Exercise inputs: Begin

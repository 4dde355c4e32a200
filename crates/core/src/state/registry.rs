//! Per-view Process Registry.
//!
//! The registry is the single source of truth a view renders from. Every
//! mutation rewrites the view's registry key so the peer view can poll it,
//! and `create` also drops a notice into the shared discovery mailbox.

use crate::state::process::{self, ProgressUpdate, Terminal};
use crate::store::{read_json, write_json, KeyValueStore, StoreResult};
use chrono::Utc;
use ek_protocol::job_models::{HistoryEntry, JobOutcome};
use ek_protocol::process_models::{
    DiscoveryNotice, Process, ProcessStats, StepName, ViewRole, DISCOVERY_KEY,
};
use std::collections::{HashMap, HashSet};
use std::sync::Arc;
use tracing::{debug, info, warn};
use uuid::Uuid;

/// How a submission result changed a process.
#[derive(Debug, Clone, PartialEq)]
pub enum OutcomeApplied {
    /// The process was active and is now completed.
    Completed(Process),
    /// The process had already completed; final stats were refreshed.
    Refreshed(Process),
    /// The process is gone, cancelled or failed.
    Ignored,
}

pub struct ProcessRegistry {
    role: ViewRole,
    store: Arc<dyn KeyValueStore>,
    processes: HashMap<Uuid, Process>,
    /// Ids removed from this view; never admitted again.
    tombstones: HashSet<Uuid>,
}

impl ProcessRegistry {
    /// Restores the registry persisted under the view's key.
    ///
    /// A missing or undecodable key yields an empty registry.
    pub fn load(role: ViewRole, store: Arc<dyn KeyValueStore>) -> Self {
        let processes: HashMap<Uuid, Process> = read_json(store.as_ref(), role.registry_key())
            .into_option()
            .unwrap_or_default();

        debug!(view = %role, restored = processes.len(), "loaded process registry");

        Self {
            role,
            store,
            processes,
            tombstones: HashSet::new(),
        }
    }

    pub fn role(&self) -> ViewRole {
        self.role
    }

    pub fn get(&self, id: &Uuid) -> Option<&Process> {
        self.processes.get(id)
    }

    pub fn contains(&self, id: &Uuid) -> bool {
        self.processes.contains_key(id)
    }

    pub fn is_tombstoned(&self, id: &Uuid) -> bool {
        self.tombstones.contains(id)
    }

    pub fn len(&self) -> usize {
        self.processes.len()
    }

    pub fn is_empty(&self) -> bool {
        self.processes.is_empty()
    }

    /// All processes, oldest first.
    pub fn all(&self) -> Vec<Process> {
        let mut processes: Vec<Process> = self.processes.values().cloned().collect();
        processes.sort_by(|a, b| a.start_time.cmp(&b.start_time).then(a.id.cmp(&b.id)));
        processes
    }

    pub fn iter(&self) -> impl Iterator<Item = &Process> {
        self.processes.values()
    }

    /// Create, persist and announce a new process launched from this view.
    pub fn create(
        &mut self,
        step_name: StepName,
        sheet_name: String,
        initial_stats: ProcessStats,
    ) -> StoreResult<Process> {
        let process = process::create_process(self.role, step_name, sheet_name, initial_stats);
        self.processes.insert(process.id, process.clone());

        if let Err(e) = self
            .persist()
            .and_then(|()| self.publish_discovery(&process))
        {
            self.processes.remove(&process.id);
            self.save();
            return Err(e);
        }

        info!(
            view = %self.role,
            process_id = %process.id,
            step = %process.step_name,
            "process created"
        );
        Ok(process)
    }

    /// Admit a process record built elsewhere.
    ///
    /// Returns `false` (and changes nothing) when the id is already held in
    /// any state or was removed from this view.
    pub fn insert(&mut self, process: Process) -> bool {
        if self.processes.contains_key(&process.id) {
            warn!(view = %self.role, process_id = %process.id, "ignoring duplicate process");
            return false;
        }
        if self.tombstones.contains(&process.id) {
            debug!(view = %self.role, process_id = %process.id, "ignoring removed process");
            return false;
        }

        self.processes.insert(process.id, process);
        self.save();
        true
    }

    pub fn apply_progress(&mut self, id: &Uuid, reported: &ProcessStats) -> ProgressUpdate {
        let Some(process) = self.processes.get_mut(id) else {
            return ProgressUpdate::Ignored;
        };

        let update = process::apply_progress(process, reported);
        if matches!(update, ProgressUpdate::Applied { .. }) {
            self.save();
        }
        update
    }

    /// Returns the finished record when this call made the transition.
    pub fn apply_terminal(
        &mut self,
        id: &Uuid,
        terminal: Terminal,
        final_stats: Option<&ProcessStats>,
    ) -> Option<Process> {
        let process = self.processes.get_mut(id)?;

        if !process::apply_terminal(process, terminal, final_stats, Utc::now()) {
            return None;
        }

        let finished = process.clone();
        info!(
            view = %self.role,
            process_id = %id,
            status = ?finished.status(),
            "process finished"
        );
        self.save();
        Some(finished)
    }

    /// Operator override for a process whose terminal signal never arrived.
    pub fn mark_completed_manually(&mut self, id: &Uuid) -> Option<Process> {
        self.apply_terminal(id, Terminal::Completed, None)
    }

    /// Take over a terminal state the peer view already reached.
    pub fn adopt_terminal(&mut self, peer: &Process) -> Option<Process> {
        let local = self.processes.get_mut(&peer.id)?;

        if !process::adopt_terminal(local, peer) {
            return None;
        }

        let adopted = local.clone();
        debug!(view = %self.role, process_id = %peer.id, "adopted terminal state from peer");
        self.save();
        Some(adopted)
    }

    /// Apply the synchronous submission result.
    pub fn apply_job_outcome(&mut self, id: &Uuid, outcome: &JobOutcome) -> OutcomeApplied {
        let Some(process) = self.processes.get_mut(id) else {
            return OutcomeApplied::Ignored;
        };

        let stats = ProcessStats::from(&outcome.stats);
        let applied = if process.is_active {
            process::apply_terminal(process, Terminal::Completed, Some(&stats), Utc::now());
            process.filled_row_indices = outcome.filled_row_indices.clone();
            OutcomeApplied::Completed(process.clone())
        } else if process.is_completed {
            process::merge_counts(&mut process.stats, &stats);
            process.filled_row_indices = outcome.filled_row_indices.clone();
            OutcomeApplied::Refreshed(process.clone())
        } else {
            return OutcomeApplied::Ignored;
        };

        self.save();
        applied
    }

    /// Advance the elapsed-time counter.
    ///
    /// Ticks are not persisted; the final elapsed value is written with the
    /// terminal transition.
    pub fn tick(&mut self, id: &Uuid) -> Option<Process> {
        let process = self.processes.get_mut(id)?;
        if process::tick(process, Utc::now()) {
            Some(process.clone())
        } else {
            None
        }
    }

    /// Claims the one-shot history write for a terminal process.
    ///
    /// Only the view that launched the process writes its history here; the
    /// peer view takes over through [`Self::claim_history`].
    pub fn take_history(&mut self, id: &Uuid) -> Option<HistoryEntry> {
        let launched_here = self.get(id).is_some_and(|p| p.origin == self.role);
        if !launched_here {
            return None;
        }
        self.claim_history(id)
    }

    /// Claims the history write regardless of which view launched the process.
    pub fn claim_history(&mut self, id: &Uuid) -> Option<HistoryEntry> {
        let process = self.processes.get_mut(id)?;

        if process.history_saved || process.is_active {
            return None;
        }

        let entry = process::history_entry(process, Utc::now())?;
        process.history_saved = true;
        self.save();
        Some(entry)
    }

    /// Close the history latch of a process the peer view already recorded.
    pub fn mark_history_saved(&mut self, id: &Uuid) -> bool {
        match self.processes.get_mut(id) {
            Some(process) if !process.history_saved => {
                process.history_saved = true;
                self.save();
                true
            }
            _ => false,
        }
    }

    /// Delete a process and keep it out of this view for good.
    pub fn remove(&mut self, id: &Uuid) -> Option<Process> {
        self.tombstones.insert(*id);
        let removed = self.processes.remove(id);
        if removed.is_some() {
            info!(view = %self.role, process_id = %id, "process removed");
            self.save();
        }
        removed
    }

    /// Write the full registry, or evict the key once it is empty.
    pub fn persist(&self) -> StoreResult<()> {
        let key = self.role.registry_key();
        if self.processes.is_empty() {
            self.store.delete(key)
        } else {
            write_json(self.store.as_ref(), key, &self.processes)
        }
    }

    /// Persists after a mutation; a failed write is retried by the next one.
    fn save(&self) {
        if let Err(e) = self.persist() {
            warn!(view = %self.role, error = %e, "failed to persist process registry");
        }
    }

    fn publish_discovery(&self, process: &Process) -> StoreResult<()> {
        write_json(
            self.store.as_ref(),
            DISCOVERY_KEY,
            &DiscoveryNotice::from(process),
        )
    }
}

Exercise inputs: End

- **Problem details**:
Please transcribe the records exactly from their first line through the line holding "pub enum OutcomeApplied", and leave out all others.

- **Response box**:
repository 4dde355c4e32a200
filename crates/core/src/state/registry.rs
//! Per-view Process Registry.
//!
//! The registry is the single source of truth a view renders from. Every
//! mutation rewrites the view's registry key so the peer view can poll it,
//! and `create` also drops a notice into the shared discovery mailbox.

use crate::state::process::{self, ProgressUpdate, Terminal};
use crate::store::{read_json, write_json, KeyValueStore, StoreResult};
use chrono::Utc;
use ek_protocol::job_models::{HistoryEntry, JobOutcome};
use ek_protocol::process_models::{
    DiscoveryNotice, Process, ProcessStats, StepName, ViewRole, DISCOVERY_KEY,
};
use std::collections::{HashMap, HashSet};
use std::sync::Arc;
use tracing::{debug, info, warn};
use uuid::Uuid;

/// How a submission result changed a process.
#[derive(Debug, Clone, PartialEq)]
pub enum OutcomeApplied {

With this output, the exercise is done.